# [WORK REQUEST]
Report all lines from the entries below in which "cancelled" appears.

# [ENTRIES PROVIDED]
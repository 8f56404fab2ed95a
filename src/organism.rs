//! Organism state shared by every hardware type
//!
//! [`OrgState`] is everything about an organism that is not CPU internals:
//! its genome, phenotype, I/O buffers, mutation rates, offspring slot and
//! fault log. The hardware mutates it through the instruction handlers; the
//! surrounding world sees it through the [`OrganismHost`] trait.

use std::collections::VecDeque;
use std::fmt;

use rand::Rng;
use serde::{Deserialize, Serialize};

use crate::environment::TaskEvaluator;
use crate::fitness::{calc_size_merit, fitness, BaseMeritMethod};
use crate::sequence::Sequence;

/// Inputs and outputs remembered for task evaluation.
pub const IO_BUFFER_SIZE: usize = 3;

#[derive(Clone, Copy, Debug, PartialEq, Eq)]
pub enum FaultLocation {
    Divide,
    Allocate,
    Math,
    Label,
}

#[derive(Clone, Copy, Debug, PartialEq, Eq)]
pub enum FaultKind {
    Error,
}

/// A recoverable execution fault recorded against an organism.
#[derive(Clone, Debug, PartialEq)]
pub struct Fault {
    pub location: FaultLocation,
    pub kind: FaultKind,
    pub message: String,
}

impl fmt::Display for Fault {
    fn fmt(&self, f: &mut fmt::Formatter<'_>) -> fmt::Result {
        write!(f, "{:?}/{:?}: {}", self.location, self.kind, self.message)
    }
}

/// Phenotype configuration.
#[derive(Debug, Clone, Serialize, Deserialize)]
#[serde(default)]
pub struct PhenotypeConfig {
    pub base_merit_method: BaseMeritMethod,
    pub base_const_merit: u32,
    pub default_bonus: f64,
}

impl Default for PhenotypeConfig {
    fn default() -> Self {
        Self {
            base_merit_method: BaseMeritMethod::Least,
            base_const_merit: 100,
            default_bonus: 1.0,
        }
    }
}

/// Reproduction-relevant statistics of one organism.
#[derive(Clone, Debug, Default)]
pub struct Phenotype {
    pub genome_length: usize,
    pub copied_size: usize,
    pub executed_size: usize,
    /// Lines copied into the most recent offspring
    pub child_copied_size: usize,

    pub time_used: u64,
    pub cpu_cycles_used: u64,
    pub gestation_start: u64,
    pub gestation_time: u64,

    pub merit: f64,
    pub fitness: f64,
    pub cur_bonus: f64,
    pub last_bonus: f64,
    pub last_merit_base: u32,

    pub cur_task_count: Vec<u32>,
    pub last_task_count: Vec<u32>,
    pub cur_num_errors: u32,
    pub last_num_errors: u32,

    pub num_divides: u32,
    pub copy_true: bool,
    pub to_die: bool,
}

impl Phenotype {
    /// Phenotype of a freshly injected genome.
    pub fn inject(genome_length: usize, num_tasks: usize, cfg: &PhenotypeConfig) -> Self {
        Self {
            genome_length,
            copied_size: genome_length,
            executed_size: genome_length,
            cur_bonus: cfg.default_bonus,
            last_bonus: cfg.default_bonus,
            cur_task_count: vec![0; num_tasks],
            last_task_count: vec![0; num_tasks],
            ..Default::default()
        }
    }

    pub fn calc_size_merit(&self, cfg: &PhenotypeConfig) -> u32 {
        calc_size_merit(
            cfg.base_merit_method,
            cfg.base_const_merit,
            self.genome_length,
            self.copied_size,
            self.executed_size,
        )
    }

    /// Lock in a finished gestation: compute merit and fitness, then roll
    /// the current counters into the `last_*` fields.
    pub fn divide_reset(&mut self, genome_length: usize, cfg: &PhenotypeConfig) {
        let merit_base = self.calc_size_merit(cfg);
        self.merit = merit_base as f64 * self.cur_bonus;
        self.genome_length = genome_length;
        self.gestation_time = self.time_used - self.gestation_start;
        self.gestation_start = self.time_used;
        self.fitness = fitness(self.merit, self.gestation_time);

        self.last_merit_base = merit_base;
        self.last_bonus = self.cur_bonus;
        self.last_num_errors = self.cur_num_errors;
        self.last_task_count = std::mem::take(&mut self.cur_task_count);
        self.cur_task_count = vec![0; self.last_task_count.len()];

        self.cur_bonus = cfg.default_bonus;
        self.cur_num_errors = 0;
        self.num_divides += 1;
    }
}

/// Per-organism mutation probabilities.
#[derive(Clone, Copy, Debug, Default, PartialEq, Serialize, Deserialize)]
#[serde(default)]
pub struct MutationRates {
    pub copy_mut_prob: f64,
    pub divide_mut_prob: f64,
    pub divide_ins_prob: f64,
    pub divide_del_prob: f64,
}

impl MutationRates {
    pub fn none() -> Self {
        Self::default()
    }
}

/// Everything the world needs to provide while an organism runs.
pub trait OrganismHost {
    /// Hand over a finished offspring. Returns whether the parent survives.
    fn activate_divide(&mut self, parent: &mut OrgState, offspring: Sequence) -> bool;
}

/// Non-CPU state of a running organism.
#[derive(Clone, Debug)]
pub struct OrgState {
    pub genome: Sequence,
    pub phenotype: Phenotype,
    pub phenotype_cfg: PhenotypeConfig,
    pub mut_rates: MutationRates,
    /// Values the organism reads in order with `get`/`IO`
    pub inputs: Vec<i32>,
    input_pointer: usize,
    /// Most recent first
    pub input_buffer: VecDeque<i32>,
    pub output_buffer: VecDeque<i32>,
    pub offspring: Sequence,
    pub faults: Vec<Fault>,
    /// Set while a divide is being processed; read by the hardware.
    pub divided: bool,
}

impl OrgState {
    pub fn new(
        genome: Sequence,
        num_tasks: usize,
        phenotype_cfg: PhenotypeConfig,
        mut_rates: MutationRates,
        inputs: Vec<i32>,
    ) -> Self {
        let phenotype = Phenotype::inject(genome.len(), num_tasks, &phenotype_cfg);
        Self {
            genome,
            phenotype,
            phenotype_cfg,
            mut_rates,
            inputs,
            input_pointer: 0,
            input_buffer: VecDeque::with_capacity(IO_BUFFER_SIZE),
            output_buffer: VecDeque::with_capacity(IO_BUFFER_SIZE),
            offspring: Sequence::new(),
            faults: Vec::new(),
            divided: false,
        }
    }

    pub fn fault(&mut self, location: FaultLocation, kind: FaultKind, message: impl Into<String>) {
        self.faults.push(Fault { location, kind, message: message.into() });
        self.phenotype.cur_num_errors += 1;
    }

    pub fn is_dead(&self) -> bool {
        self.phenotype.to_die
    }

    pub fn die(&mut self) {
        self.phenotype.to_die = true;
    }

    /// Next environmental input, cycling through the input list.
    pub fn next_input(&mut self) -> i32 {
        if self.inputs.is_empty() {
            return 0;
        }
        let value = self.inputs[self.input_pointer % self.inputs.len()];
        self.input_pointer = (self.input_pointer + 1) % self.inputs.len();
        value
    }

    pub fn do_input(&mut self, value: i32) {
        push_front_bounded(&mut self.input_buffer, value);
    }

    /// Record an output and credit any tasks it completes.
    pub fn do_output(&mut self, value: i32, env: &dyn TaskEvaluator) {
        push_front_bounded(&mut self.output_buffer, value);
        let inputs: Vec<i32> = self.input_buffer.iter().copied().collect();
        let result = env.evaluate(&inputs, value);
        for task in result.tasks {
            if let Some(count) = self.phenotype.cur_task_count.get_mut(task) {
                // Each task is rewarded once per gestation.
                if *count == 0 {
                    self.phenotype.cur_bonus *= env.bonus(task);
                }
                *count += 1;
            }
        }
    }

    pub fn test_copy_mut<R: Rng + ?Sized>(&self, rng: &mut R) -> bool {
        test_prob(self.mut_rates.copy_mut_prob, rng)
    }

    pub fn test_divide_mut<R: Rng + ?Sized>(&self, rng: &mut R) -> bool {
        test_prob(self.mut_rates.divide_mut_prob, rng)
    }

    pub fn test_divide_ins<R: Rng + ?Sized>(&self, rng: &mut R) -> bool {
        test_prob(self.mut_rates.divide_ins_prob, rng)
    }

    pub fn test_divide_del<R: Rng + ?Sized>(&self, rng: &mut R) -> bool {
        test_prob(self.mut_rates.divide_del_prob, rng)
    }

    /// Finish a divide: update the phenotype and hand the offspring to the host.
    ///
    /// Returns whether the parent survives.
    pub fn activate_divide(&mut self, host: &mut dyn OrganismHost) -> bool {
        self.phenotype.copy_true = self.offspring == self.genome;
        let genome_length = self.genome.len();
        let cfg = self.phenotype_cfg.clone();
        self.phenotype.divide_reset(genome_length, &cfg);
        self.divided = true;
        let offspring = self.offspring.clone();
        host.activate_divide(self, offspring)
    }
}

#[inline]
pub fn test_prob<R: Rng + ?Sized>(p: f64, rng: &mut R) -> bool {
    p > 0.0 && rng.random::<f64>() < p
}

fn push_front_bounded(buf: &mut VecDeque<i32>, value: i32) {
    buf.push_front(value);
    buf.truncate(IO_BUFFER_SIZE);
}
--
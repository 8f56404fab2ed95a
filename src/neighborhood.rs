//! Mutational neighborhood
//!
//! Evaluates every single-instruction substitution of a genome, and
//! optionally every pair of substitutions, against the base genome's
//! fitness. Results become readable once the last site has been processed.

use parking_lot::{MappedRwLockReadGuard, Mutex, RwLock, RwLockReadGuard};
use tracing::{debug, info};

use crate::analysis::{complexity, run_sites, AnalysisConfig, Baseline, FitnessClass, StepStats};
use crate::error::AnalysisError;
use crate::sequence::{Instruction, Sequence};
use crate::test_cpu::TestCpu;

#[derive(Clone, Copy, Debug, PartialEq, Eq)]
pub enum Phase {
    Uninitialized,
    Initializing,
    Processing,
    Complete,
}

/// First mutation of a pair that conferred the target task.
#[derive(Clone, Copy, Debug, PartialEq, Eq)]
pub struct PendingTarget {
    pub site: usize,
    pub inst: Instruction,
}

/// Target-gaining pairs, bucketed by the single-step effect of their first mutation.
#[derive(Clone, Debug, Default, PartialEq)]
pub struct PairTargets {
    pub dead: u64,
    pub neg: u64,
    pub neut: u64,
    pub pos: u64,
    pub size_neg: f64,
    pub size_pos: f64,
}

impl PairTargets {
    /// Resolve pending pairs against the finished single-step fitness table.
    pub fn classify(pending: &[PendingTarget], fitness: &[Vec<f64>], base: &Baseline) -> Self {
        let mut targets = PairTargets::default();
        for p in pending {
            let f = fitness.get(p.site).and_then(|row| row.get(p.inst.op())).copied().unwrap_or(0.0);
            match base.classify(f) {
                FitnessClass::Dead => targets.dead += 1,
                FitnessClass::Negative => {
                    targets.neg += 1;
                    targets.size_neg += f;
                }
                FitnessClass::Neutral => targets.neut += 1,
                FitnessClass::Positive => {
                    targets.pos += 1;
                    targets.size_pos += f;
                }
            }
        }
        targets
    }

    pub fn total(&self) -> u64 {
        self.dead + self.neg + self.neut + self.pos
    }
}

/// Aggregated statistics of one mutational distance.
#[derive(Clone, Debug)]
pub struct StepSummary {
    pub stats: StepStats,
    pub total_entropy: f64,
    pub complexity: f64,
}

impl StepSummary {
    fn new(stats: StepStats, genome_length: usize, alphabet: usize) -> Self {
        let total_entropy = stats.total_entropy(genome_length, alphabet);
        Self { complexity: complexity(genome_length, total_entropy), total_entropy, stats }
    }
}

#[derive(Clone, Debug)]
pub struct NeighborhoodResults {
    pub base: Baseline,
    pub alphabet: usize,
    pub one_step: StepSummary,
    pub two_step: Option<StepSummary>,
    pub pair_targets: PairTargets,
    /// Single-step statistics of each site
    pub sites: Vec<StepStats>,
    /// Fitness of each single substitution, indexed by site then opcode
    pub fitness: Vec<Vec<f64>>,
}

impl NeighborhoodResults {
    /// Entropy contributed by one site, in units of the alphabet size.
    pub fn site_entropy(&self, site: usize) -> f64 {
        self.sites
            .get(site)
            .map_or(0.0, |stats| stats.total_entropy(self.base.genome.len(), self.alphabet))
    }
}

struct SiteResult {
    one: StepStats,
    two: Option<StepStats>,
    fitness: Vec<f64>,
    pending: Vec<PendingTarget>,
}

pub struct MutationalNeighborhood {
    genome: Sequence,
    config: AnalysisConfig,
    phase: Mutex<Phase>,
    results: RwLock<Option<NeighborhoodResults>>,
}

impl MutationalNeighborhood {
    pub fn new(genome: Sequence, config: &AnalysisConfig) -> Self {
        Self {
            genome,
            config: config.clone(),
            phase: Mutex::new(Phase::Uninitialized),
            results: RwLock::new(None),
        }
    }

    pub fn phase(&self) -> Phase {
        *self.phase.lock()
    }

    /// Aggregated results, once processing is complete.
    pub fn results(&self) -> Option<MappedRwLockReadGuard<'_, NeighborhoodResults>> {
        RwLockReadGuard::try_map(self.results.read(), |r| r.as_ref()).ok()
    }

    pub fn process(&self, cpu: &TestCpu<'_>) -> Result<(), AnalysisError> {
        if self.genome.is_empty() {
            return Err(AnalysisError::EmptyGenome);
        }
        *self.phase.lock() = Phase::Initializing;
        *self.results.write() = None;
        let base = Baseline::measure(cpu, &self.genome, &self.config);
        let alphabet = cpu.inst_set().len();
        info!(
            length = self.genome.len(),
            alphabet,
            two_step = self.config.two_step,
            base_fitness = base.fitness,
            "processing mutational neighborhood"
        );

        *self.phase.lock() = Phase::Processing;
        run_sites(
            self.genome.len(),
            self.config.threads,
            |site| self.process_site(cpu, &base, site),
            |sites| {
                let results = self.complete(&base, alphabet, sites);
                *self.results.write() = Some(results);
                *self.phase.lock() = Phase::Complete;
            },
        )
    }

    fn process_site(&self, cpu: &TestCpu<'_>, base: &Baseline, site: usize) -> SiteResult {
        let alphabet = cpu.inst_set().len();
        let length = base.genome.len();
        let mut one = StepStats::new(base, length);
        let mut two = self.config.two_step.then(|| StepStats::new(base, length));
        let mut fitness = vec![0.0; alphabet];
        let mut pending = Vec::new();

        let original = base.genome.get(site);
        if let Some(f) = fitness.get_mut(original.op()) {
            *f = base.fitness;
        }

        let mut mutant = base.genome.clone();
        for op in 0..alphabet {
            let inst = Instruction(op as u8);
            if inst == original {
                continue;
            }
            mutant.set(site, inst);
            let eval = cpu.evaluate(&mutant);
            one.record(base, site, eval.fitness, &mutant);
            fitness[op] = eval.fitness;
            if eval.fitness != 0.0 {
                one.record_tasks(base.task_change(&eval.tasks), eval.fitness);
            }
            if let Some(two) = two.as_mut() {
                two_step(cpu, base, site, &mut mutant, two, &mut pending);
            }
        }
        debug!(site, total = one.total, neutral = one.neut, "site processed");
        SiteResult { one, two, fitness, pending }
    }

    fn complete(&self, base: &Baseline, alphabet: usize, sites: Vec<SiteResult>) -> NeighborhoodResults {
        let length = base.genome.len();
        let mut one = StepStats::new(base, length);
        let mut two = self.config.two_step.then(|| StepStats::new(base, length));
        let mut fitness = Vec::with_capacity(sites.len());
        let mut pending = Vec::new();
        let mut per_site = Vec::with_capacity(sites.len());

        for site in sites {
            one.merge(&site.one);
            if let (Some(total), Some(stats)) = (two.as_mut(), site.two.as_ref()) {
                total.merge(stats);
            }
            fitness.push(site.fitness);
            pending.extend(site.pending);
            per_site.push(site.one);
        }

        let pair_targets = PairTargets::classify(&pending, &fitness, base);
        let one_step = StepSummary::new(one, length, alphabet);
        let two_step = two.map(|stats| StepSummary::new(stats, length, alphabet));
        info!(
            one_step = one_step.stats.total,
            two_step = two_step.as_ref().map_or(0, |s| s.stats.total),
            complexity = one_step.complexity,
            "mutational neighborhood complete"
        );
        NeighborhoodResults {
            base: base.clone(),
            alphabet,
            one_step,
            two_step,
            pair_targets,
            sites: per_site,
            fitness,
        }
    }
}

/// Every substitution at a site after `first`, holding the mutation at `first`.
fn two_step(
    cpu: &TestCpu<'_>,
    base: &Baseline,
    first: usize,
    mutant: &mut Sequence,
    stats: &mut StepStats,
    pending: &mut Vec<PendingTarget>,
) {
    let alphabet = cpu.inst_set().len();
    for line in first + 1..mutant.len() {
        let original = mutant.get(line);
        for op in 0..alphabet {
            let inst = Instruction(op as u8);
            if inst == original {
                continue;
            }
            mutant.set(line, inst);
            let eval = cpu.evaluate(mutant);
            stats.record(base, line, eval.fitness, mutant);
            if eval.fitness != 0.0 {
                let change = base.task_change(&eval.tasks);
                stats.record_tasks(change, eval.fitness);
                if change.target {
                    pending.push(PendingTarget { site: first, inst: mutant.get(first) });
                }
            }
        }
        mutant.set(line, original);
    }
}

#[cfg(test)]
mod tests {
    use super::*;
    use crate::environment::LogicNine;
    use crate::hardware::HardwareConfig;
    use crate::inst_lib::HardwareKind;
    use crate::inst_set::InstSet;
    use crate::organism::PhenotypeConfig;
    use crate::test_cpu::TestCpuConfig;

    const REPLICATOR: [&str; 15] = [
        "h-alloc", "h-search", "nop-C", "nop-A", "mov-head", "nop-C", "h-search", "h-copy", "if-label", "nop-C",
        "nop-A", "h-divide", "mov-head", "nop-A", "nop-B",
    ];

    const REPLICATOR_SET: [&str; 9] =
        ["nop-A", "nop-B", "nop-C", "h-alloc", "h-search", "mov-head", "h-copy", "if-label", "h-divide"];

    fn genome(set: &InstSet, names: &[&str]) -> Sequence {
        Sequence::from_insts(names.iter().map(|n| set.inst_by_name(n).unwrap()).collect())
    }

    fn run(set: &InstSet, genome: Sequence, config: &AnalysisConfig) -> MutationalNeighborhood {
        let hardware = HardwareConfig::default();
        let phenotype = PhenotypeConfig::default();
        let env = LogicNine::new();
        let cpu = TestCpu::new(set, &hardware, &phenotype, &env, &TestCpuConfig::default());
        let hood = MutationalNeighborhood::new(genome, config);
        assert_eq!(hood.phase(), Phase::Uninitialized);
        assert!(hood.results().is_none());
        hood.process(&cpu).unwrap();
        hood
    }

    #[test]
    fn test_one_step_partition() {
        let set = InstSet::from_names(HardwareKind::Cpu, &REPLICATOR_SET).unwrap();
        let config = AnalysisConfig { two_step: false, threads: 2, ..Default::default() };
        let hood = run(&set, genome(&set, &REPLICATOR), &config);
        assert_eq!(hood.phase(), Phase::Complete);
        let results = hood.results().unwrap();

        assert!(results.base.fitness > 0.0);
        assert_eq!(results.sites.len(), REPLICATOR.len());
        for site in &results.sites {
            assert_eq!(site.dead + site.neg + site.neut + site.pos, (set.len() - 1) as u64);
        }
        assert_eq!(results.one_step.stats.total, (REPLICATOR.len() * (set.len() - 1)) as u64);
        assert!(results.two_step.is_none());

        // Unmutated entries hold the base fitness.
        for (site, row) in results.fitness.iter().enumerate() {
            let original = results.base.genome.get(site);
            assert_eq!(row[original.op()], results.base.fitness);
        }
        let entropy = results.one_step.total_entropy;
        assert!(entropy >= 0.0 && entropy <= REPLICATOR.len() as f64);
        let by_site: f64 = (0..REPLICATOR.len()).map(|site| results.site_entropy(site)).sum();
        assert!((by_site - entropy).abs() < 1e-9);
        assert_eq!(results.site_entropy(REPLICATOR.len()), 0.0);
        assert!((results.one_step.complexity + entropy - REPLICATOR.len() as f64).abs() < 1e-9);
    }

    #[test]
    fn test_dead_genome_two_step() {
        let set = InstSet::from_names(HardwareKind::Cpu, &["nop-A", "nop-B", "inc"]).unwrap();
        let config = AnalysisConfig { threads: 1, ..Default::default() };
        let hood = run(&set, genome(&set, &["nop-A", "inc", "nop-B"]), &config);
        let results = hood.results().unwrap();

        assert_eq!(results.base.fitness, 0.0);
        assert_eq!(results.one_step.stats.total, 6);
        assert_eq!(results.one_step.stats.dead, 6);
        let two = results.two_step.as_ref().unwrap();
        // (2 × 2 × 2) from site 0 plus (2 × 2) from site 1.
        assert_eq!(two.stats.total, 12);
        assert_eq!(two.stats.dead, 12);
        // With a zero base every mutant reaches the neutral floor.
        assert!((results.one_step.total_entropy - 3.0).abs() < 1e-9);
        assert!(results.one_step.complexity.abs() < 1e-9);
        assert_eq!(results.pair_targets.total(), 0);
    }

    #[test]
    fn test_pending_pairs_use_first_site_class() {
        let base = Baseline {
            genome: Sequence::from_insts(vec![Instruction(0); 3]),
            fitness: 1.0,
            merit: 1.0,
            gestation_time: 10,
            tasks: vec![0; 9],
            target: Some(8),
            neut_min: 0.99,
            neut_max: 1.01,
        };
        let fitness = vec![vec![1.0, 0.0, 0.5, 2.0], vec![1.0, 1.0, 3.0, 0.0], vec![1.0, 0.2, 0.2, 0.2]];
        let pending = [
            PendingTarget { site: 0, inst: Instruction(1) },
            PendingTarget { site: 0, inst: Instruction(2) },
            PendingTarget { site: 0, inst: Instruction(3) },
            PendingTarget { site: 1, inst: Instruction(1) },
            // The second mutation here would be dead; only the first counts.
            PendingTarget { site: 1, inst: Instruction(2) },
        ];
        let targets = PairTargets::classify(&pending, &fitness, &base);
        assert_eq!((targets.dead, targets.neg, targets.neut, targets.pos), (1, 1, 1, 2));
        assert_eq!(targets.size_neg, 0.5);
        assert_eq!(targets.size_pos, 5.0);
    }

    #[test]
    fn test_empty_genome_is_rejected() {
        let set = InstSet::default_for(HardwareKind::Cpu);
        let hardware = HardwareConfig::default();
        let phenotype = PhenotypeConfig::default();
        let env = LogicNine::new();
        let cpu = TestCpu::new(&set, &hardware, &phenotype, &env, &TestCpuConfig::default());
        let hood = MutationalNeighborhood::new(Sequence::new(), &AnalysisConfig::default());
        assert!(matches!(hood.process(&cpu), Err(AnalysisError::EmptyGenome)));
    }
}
---
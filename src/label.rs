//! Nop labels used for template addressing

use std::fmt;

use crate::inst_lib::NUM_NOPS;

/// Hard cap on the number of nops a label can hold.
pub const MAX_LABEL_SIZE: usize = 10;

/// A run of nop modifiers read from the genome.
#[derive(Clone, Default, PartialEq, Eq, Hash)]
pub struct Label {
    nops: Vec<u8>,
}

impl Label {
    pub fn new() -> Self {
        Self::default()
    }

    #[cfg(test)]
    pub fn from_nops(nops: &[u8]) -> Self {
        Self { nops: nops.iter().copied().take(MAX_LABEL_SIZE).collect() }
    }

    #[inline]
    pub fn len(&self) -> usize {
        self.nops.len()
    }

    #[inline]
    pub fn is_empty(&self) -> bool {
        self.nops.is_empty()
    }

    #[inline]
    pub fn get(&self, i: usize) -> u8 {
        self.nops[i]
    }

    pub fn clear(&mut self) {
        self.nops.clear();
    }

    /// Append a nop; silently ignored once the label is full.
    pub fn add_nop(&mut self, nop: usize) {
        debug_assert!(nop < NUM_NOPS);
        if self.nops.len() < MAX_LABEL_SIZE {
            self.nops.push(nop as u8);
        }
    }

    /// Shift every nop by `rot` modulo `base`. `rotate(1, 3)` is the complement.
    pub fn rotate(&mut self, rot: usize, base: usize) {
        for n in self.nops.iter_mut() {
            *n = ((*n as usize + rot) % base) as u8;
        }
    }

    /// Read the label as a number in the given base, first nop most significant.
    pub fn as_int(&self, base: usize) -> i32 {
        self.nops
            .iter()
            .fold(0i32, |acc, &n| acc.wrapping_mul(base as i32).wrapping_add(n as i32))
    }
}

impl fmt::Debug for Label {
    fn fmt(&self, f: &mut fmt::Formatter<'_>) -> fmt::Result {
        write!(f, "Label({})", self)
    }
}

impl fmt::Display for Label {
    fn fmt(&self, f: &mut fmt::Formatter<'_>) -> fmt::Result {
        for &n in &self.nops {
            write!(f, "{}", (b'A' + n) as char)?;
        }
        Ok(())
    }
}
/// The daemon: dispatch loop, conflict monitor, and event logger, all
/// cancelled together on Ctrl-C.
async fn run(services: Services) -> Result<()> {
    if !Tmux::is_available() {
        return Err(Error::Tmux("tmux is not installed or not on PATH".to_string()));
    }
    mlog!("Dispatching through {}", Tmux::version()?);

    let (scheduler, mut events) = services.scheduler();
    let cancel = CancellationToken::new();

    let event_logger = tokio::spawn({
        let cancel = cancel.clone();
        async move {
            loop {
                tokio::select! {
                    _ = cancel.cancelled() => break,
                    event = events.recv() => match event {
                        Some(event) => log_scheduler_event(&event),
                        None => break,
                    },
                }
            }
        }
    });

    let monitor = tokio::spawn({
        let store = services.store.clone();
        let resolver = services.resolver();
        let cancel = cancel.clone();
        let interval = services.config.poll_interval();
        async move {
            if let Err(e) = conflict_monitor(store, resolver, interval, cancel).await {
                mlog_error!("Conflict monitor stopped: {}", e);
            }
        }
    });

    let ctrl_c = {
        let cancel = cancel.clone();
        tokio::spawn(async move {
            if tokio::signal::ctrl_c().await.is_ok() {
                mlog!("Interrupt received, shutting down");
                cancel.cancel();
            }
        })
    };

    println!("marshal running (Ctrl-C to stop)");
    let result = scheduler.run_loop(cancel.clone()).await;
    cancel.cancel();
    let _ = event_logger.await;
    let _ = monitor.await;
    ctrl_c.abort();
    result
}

# [RESPONSE BOX]
/// cancelled together on Ctrl-C.
                    _ = cancel.cancelled() => break,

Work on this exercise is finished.